INSTRUCTIONS FOR THE TASK
Match on the string "NoopReporter" in the entries below and return every matching line.

STUDY MATERIAL
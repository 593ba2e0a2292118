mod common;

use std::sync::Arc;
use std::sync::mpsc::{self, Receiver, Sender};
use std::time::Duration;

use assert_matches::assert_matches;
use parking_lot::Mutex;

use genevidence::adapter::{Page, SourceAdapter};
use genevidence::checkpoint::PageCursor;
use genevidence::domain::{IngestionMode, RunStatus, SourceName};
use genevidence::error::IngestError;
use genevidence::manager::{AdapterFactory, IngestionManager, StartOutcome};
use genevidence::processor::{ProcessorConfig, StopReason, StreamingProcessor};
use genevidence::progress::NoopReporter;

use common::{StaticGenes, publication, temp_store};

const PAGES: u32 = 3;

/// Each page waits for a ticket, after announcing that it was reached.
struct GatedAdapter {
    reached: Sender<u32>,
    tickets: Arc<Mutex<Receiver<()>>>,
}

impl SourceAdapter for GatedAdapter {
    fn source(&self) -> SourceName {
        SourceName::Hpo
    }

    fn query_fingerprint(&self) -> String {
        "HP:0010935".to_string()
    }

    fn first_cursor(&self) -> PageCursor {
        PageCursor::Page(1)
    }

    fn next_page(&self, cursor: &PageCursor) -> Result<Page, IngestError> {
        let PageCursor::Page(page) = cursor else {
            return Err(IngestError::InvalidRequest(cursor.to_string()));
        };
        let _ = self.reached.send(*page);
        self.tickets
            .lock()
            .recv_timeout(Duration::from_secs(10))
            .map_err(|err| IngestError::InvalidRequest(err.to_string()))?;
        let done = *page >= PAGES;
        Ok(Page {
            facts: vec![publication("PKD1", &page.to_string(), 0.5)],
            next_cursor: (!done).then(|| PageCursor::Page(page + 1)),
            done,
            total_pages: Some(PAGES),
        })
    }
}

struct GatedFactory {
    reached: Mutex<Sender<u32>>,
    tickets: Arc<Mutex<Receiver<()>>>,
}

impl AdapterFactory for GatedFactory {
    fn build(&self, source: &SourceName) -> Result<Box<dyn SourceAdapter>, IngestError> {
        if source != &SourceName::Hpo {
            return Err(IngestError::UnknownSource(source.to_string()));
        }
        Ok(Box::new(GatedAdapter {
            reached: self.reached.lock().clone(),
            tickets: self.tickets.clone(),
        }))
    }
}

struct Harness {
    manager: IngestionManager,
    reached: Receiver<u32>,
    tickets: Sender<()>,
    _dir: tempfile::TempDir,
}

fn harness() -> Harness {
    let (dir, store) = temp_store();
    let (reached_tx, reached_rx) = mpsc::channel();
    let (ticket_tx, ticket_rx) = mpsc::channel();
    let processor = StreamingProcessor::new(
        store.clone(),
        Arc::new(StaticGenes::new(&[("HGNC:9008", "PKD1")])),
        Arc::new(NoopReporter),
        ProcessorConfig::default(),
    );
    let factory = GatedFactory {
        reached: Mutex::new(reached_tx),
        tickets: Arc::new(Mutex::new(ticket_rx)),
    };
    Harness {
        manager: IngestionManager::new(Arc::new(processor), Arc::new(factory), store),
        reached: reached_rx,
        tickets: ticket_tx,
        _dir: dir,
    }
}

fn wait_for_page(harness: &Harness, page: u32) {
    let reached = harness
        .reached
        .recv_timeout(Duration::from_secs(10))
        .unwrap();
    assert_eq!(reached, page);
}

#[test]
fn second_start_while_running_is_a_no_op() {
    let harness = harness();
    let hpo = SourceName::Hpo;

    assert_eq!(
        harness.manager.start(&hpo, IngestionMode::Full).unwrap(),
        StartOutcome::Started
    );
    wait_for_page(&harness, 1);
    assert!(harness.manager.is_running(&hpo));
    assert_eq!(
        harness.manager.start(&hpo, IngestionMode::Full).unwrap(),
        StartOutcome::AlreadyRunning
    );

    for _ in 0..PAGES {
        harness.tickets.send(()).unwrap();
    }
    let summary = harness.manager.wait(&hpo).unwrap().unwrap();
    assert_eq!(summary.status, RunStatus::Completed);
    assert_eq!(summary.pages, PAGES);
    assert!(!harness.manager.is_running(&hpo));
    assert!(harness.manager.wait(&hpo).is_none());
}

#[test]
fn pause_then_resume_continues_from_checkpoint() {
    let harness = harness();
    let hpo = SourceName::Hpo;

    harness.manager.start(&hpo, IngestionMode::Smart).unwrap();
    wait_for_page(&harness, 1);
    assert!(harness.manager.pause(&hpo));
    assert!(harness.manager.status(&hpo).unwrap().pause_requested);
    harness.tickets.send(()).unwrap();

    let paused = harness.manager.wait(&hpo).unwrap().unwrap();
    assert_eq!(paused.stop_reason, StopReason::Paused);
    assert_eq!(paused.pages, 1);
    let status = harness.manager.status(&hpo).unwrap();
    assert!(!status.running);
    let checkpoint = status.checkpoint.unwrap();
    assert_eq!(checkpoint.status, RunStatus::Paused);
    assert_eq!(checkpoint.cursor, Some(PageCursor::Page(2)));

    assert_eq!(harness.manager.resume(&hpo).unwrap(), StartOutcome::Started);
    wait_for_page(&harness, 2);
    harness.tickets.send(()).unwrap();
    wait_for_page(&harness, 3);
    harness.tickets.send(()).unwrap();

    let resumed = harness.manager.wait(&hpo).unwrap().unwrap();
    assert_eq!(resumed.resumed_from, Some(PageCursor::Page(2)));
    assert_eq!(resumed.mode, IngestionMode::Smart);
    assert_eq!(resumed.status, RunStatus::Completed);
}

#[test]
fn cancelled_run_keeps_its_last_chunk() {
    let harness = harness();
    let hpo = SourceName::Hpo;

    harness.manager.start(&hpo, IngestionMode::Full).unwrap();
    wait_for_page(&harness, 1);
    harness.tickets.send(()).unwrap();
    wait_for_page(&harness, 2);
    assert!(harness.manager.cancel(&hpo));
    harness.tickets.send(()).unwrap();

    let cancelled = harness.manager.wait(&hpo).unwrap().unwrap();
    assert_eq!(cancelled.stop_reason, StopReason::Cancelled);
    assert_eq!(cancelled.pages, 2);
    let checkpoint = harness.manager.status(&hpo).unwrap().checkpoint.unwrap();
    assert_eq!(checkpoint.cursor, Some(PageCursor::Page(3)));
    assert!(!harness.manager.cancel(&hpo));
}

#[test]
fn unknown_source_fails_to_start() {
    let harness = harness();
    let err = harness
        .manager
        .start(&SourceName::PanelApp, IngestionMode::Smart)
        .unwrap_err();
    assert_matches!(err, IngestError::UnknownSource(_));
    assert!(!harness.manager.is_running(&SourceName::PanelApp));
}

SOLVED PROBLEM
use genevidence::progress::NoopReporter;
        Arc::new(NoopReporter),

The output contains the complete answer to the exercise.